Bug 2753

Summary: Access violation of a array in sftp
Product: Portable OpenSSH Reporter: bingbing8 <yawang>
Component: sftpAssignee: Assigned to nobody <unassigned-bugs>
Status: CLOSED INVALID    
Severity: normal CC: djm
Priority: P5    
Version: 7.5p1   
Hardware: amd64   
OS: All   

Description bingbing8 2017-08-05 07:26:54 AEST
We found this issue when enable application verifier on windows. but we believe this repros on other OS too.
when the command is: sftp myaccount@127.0.0.1. optind+1 is 2, which is not outside the valid index of argv.

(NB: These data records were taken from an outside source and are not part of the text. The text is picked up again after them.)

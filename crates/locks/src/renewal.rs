// SPDX-License-Identifier: LGPL-2.1-or-later
// Copyright (C) 2025 Shahzad A. Bhatti <bhatti@plexobject.com>
//
// This file is part of RowLease.
//
// RowLease is free software: you can redistribute it and/or modify
// it under the terms of the GNU Lesser General Public License as published by
// the Free Software Foundation, either version 2.1 of the License, or
// (at your option) any later version.
//
// RowLease is distributed in the hope that it will be useful,
// but WITHOUT ANY WARRANTY; without even the implied warranty of
// MERCHANTABILITY or FITNESS FOR A PARTICULAR PURPOSE. See the
// GNU Lesser General Public License for more details.
//
// You should have received a copy of the GNU Lesser General Public License
// along with RowLease. If not, see <https://www.gnu.org/licenses/>.

//! Lock heartbeats.
//!
//! One background task per owned key re-runs the acquire path every half
//! lease. The task holds only a weak reference to the manager, so dropping
//! the manager ends every heartbeat.

use crate::manager::{AcquireOutcome, Inner};
use crate::LockRecord;
use std::sync::Weak;
use std::time::Duration;
use tokio::task::JoinHandle;
use tokio::time::{interval_at, Instant, MissedTickBehavior};
use tracing::{debug, error, warn};

/// Outcome of a timer-driven renewal, published to
/// [`crate::LockManager::subscribe`] receivers.
#[derive(Debug, Clone, PartialEq, Eq)]
pub enum RenewalEvent {
    /// The lease was extended.
    Renewed(LockRecord),
    /// Another owner holds the row now; the key is no longer owned here.
    Lost { key: String, holder: LockRecord },
    /// The store failed. The lease is retried on the next tick.
    Failed { key: String, error: String },
}

impl RenewalEvent {
    pub fn key(&self) -> &str {
        match self {
            RenewalEvent::Renewed(record) => &record.key,
            RenewalEvent::Lost { key, .. } | RenewalEvent::Failed { key, .. } => key,
        }
    }
}

/// Registered heartbeat task for one key.
pub(crate) struct Heartbeat {
    id: u64,
    handle: JoinHandle<()>,
}

impl Heartbeat {
    pub(crate) fn id(&self) -> u64 {
        self.id
    }

    pub(crate) fn abort(&self) {
        self.handle.abort();
    }
}

/// Spawn the heartbeat for `key`. The first renewal happens one full
/// `period` after the lock was acquired.
pub(crate) fn spawn_heartbeat(inner: Weak<Inner>, key: String, id: u64, period: Duration) -> Heartbeat {
    let handle = tokio::spawn(async move {
        let mut ticker = interval_at(Instant::now() + period, period);
        ticker.set_missed_tick_behavior(MissedTickBehavior::Delay);

        loop {
            ticker.tick().await;

            let Some(inner) = inner.upgrade() else {
                break;
            };
            if !inner.heartbeat_is_current(&key, id) {
                debug!(key = %key, "Heartbeat superseded, exiting");
                break;
            }
            if !inner.is_actively_owned(&key) {
                inner.retire_heartbeat(&key, id);
                break;
            }

            match inner.set_lock(&key).await {
                Ok(AcquireOutcome::Acquired(record)) => {
                    metrics::counter!("rowlease_locks_renewal_total", "result" => "renewed").increment(1);
                    debug!(key = %key, version = record.version, "Lock renewed");
                    inner.emit(RenewalEvent::Renewed(record));
                }
                Ok(AcquireOutcome::Blocked(holder)) => {
                    metrics::counter!("rowlease_locks_renewal_total", "result" => "lost").increment(1);
                    warn!(key = %key, holder = %holder.owner_id, "Renewal found the lock held elsewhere");
                    inner.emit(RenewalEvent::Lost { key: key.clone(), holder });
                }
                Ok(AcquireOutcome::Cancelled) => {
                    debug!(key = %key, "Renewal cancelled by release");
                }
                Err(e) => {
                    metrics::counter!("rowlease_locks_renewal_total", "result" => "failed").increment(1);
                    error!(key = %key, error = %e, "Lock renewal failed, retrying next tick");
                    inner.emit(RenewalEvent::Failed {
                        key: key.clone(),
                        error: e.to_string(),
                    });
                }
            }
        }
    });

    Heartbeat { id, handle }
}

2521			file2 = argv[optind+1];


Suggested fixes:
		if(argc > optind + 1)
2521			file2 = argv[optind+1];
Comment 1 Damien Miller 2017-08-11 13:58:30 AEST
I think the application verifier is incorrect here.

In this case, optind == argc-1, so file2 will be set to argv[argc]. argv[argc] is defined to be NULL by section 5.1.2.2.1 of the C standard:

"argv[argc] shall be a null pointer."

http://iso-9899.info/n1570.html#5.1.2.2.1p2
Comment 2 Damien Miller 2018-04-06 12:26:50 AEST
Close all resolved bugs after release of OpenSSH 7.7.